Beyond the mechanistic questions, the overall role of HIPEC in the treatment of ovarian cancer is still uncertain and will depend on additional information regarding clinical outcomes. What is the incremental cost of this intervention? The extra time needed in the operating room, the longer duration of hospitalization, and the increased use of diverting colostomies or ileostomies will all increase the overall cost of treatment. The assessment of a cost–benefit ratio warrants serious consideration. Can the results observed in this trial be expected to be reproduced at centers at which surgeons do not have as much experience in administering HIPEC as those involved in the current trial, and how much of the favorable side-effect profile depended on highly experienced surgeons? Clinical experience is an important driver of outcomes in the case of any highly technical procedure. Most important, who should be considered for HIPEC? The authors enrolled only patients who underwent interval cytoreductive surgery after receiving three cycles of neoadjuvant chemotherapy for the primary treatment of ovarian cancer.

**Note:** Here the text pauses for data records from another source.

use super::*;
use crate::timing::clock::ManualClock;

fn timer_at(ms: f64) -> (ManualClock, Timer<ManualClock>) {
    let clock = ManualClock::new();
    clock.set_ms(ms);
    let timer = Timer::new(clock.clone());
    (clock, timer)
}

#[test]
fn running_timer_accrues() {
    let (clock, timer) = timer_at(100.0);
    assert_eq!(timer.elapsed_ms(), 0.0);
    clock.advance_ms(250.0);
    assert_eq!(timer.elapsed_ms(), 250.0);
}

#[test]
fn stop_freezes_elapsed() {
    let (clock, mut timer) = timer_at(0.0);
    clock.advance_ms(400.0);
    timer.stop();
    assert!(!timer.is_running());
    clock.advance_ms(1000.0);
    assert_eq!(timer.elapsed_ms(), 400.0);
    clock.advance_ms(1000.0);
    assert_eq!(timer.elapsed_ms(), 400.0);
}

#[test]
fn start_resumes_from_frozen_value() {
    let (clock, mut timer) = timer_at(0.0);
    clock.advance_ms(400.0);
    timer.stop();
    clock.advance_ms(5000.0);
    timer.start();
    clock.advance_ms(100.0);
    assert_eq!(timer.elapsed_ms(), 500.0);
}

#[test]
fn repeated_stop_and_start_do_not_double_count() {
    let (clock, mut timer) = timer_at(0.0);
    clock.advance_ms(100.0);
    timer.stop();
    timer.stop();
    assert_eq!(timer.elapsed_ms(), 100.0);
    timer.start();
    clock.advance_ms(50.0);
    timer.start();
    clock.advance_ms(50.0);
    assert_eq!(timer.elapsed_ms(), 200.0);
}

#[test]
fn reset_returns_to_zero_and_runs() {
    let (clock, mut timer) = timer_at(0.0);
    clock.advance_ms(900.0);
    timer.stop();
    timer.reset();
    assert!(timer.is_running());
    assert_eq!(timer.elapsed_ms(), 0.0);
    clock.advance_ms(10.0);
    assert_eq!(timer.elapsed_ms(), 10.0);
}

#[test]
fn manual_clock_never_goes_backwards() {
    let clock = ManualClock::new();
    clock.set_ms(50.0);
    clock.set_ms(10.0);
    clock.advance_ms(-5.0);
    assert_eq!(clock.now_ms(), 50.0);
}
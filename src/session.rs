//! Offline rendering: drive the intro on a virtual clock and stream frames into a sink.
//!
//! Output frame `i` happens at `i * 1000 / fps` milliseconds and corresponds to exactly one
//! vsync of the [`VsyncScheduler`], so handle ids (and therefore `frame % N` gating) advance by
//! one per output frame.

use crate::config::IntroConfig;
use crate::encode::sink::{FrameSink, SinkConfig};
use crate::foundation::core::{Canvas, Fps, FrameIndex, FrameRange};
use crate::foundation::error::{IntroError, IntroResult};
use crate::intro::MatrixIntro;
use crate::render::FrameRGBA;
use crate::render::cpu::CpuSurface;
use crate::scheduler::VsyncScheduler;
use crate::sequencer::phase::PhaseKind;
use crate::timing::clock::ManualClock;

/// Output parameters of a [`RenderSession`].
#[derive(Clone, Copy, Debug, PartialEq, Eq)]
pub struct RenderSessionOpts {
    /// Surface width in pixels.
    pub width: u32,
    /// Surface height in pixels.
    pub height: u32,
    /// Output frame rate.
    pub fps: Fps,
    /// Noise seed; equal seeds give identical frames.
    pub seed: u64,
}

impl Default for RenderSessionOpts {
    fn default() -> Self {
        Self {
            width: 800,
            height: 600,
            fps: Fps { num: 60, den: 1 },
            seed: 0,
        }
    }
}

/// Summary of a [`RenderSession::render_range`] call.
#[derive(Clone, Copy, Debug, Default, PartialEq, Eq)]
pub struct RenderStats {
    /// Frames pushed to the sink.
    pub frames_out: u64,
    /// Frames simulated without output to reach the range start.
    pub frames_skipped: u64,
    /// Completed matrix loops at the end of the range.
    pub loops: u64,
}

/// Deterministic offline host for [`MatrixIntro`].
pub struct RenderSession {
    config: IntroConfig,
    opts: RenderSessionOpts,
    clock: ManualClock,
    intro: MatrixIntro<VsyncScheduler, ManualClock>,
    surface: CpuSurface,
    next_frame: u64,
}

impl RenderSession {
    /// Validate inputs and position the session before frame 0.
    pub fn new(
        config: IntroConfig,
        opts: RenderSessionOpts,
        font_bytes: Vec<u8>,
    ) -> IntroResult<Self> {
        let surface = CpuSurface::new(opts.width, opts.height, font_bytes)?;
        let clock = ManualClock::new();
        let intro = Self::build_intro(&config, &opts, &clock)?;
        Ok(Self {
            config,
            opts,
            clock,
            intro,
            surface,
            next_frame: 0,
        })
    }

    fn build_intro(
        config: &IntroConfig,
        opts: &RenderSessionOpts,
        clock: &ManualClock,
    ) -> IntroResult<MatrixIntro<VsyncScheduler, ManualClock>> {
        let mut intro = MatrixIntro::with_seed(
            config.clone(),
            Canvas {
                width: opts.width,
                height: opts.height,
            },
            VsyncScheduler::new(),
            clock.clone(),
            opts.seed,
        )?;
        intro.start();
        Ok(intro)
    }

    /// Start over from frame 0 with a blank surface.
    pub fn rewind(&mut self) -> IntroResult<()> {
        self.clock = ManualClock::new();
        self.intro = Self::build_intro(&self.config, &self.opts, &self.clock)?;
        self.surface.resize(self.opts.width, self.opts.height)?;
        self.next_frame = 0;
        Ok(())
    }

    fn step(&mut self) -> IntroResult<()> {
        self.clock
            .set_ms(self.opts.fps.frame_to_ms(FrameIndex(self.next_frame)));
        for handle in self.intro.scheduler_mut().take_due() {
            self.intro.on_frame(handle, &mut self.surface)?;
        }
        self.next_frame += 1;
        Ok(())
    }

    fn seek(&mut self, frame: FrameIndex) -> IntroResult<u64> {
        if frame.0 < self.next_frame {
            self.rewind()?;
        }
        let skipped = frame.0 - self.next_frame;
        while self.next_frame < frame.0 {
            self.step()?;
        }
        Ok(skipped)
    }

    /// Render frame `frame`. Earlier frames are simulated as needed since the canvas persists.
    pub fn render_frame(&mut self, frame: FrameIndex) -> IntroResult<FrameRGBA> {
        self.seek(frame)?;
        self.step()?;
        Ok(self.surface.snapshot())
    }

    /// Render `range` into `sink` in frame order.
    #[tracing::instrument(skip(self, sink), fields(start = range.start.0, end = range.end.0))]
    pub fn render_range(
        &mut self,
        range: FrameRange,
        sink: &mut dyn FrameSink,
    ) -> IntroResult<RenderStats> {
        if range.is_empty() {
            return Err(IntroError::validation("render range must be non-empty"));
        }
        let frames_skipped = self.seek(range.start)?;
        sink.begin(SinkConfig {
            width: self.opts.width,
            height: self.opts.height,
            fps: self.opts.fps,
        })?;
        for idx in range.iter() {
            self.step()?;
            let frame = self.surface.snapshot();
            sink.push_frame(idx, &frame)?;
        }
        sink.end()?;

        let stats = RenderStats {
            frames_out: range.len_frames(),
            frames_skipped,
            loops: self.intro.loops(),
        };
        tracing::info!(
            frames = stats.frames_out,
            loops = stats.loops,
            phase = ?self.intro.phase(),
            "rendered range"
        );
        Ok(stats)
    }

    /// Index of the next frame [`RenderSession::render_range`] would produce without seeking.
    pub fn next_frame(&self) -> FrameIndex {
        FrameIndex(self.next_frame)
    }

    /// Phase shown by the last rendered frame.
    pub fn phase(&self) -> PhaseKind {
        self.intro.phase()
    }

    /// Output parameters.
    pub fn opts(&self) -> &RenderSessionOpts {
        &self.opts
    }

    /// The driven intro.
    pub fn intro(&self) -> &MatrixIntro<VsyncScheduler, ManualClock> {
        &self.intro
    }
}
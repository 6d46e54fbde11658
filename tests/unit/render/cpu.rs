use super::*;
use crate::render::fonts::system_font;

fn surface(w: u32, h: u32) -> Option<CpuSurface> {
    let Some(bytes) = system_font() else {
        eprintln!("skipping: no system font available");
        return None;
    };
    Some(CpuSurface::new(w, h, bytes).unwrap())
}

fn green() -> Rgba8 {
    Rgba8::rgb(57, 228, 57)
}

#[test]
fn zero_size_and_bad_font_are_surface_errors() {
    assert!(matches!(
        checked_size(0, 10),
        Err(IntroError::Surface(_))
    ));
    assert!(matches!(
        checked_size(70_000, 10),
        Err(IntroError::Surface(_))
    ));
    assert!(matches!(
        CpuSurface::new(10, 10, b"not a font".to_vec()),
        Err(IntroError::Surface(_))
    ));
}

#[test]
fn clear_and_rects_persist_between_flushes() {
    let Some(mut s) = surface(40, 30) else {
        return;
    };
    s.clear(Rgba8::BLACK).unwrap();
    s.fill_rect(Rect::new(10.0, 10.0, 20.0, 20.0), green()).unwrap();
    let frame = s.snapshot();
    assert!(frame.premultiplied);
    assert_eq!(frame.pixel(0, 0), Some([0, 0, 0, 255]));
    assert_eq!(frame.pixel(15, 15), Some([57, 228, 57, 255]));

    // No clear: the previous rect is still there.
    s.fill_rect(Rect::new(0.0, 0.0, 5.0, 5.0), green()).unwrap();
    let frame = s.snapshot();
    assert_eq!(frame.pixel(15, 15), Some([57, 228, 57, 255]));
    assert_eq!(frame.pixel(2, 2), Some([57, 228, 57, 255]));
}

#[test]
fn opaque_clear_drops_pending_draws() {
    let Some(mut s) = surface(20, 20) else {
        return;
    };
    s.fill_rect(Rect::new(0.0, 0.0, 20.0, 20.0), green()).unwrap();
    s.clear(Rgba8::BLACK).unwrap();
    assert_eq!(s.snapshot().pixel(10, 10), Some([0, 0, 0, 255]));
}

#[test]
fn text_is_measured_and_painted() {
    let Some(mut s) = surface(200, 60) else {
        return;
    };
    assert_eq!(s.measure_text("", 22.0), 0.0);
    let one = s.measure_text("8", 22.0);
    let three = s.measure_text("888", 22.0);
    assert!(one > 0.0);
    assert!((three - 3.0 * one).abs() < 0.5);

    s.clear(Rgba8::BLACK).unwrap();
    s.fill_text("Trace", Point::new(30.0, 35.0), &TextStyle::plain(22.0, green()))
        .unwrap();
    let frame = s.snapshot();
    let lit = frame
        .data
        .chunks_exact(4)
        .filter(|px| px[1] > px[0] && px[1] > 100)
        .count();
    assert!(lit > 20, "expected green glyph pixels, got {lit}");
}

#[test]
fn glow_spreads_beyond_glyphs() {
    let Some(mut plain) = surface(160, 60) else {
        return;
    };
    let Some(mut glowing) = surface(160, 60) else {
        return;
    };
    let style = TextStyle::plain(22.0, green());
    let glow = Glow {
        color: green(),
        radius: 20.0,
    };
    for (s, style) in [
        (&mut plain, style),
        (&mut glowing, style.with_glow(Some(glow))),
    ] {
        s.clear(Rgba8::BLACK).unwrap();
        s.fill_text("M", Point::new(30.0, 35.0), &style).unwrap();
    }
    let count = |f: &FrameRGBA| f.data.chunks_exact(4).filter(|px| px[1] > 0).count();
    assert!(count(&glowing.snapshot()) > count(&plain.snapshot()));
}

#[test]
fn resize_reallocates_transparent() {
    let Some(mut s) = surface(20, 20) else {
        return;
    };
    s.clear(Rgba8::BLACK).unwrap();
    s.resize(30, 10).unwrap();
    assert_eq!(
        s.size(),
        Canvas {
            width: 30,
            height: 10
        }
    );
    assert_eq!(s.snapshot().pixel(5, 5), Some([0, 0, 0, 0]));
    assert!(s.resize(0, 10).is_err());
}
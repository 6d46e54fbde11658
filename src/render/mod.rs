//! Raster surfaces.
//!
//! [`cpu::CpuSurface`] implements [`crate::DrawSurface`] on top of `vello_cpu` with `parley`
//! text shaping. Frames read back from it are premultiplied RGBA8.

pub(crate) mod blur;
/// CPU raster surface.
pub mod cpu;
/// Font file discovery.
pub mod fonts;

/// A rendered frame as RGBA8 pixels.
#[derive(Clone, Debug, PartialEq, Eq)]
pub struct FrameRGBA {
    /// Frame width in pixels.
    pub width: u32,
    /// Frame height in pixels.
    pub height: u32,
    /// RGBA8 bytes, tightly packed, row-major.
    pub data: Vec<u8>,
    /// Whether `data` is premultiplied alpha.
    pub premultiplied: bool,
}

impl FrameRGBA {
    /// RGBA bytes of pixel `(x, y)`, or `None` out of bounds.
    pub fn pixel(&self, x: u32, y: u32) -> Option<[u8; 4]> {
        if x >= self.width || y >= self.height {
            return None;
        }
        let i = ((y as usize) * (self.width as usize) + (x as usize)) * 4;
        let px = self.data.get(i..i + 4)?;
        Some([px[0], px[1], px[2], px[3]])
    }
}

Although the survival outcomes among the patients who underwent cytoreductive surgery with HIPEC were better than those among the patients who underwent surgery alone, neither group had results that came close to the published results for progression-free survival (approximately 2 years) seen in patients who undergo optimal cytoreduction (i.e., surgery after which one or more residual tumors measuring 10 mm or less in diameter remain) at the initial surgery.2 Well-designed clinical trials may eventually identify other subgroups of patients with ovarian cancer who are undergoing therapeutic interventions that differ from those of the population eligible for this trial and might benefit from intraoperative administration of HIPEC, but the results of the current trial cannot yet be extrapolated to any other conditions or clinical settings.
In conclusion, this randomized trial is a very important first step but should not drive changes in practice yet. Primary cytoreductive surgery for certain patients with ovarian cancer remains the preferred approach over neoadjuvant treatment, and administration of HIPEC at the time of interval cytoreductive surgery does not change that. New confirmatory clinical investigations of HIPEC are needed to clarify some of the unanswered questions before HIPEC can become a common treatment strategy. These considerations will be important for clinical trial investigators as they focus on the positive effect of HIPEC as an intervention as compared with the effects of promising new agent combinations or immunotherapy treatments.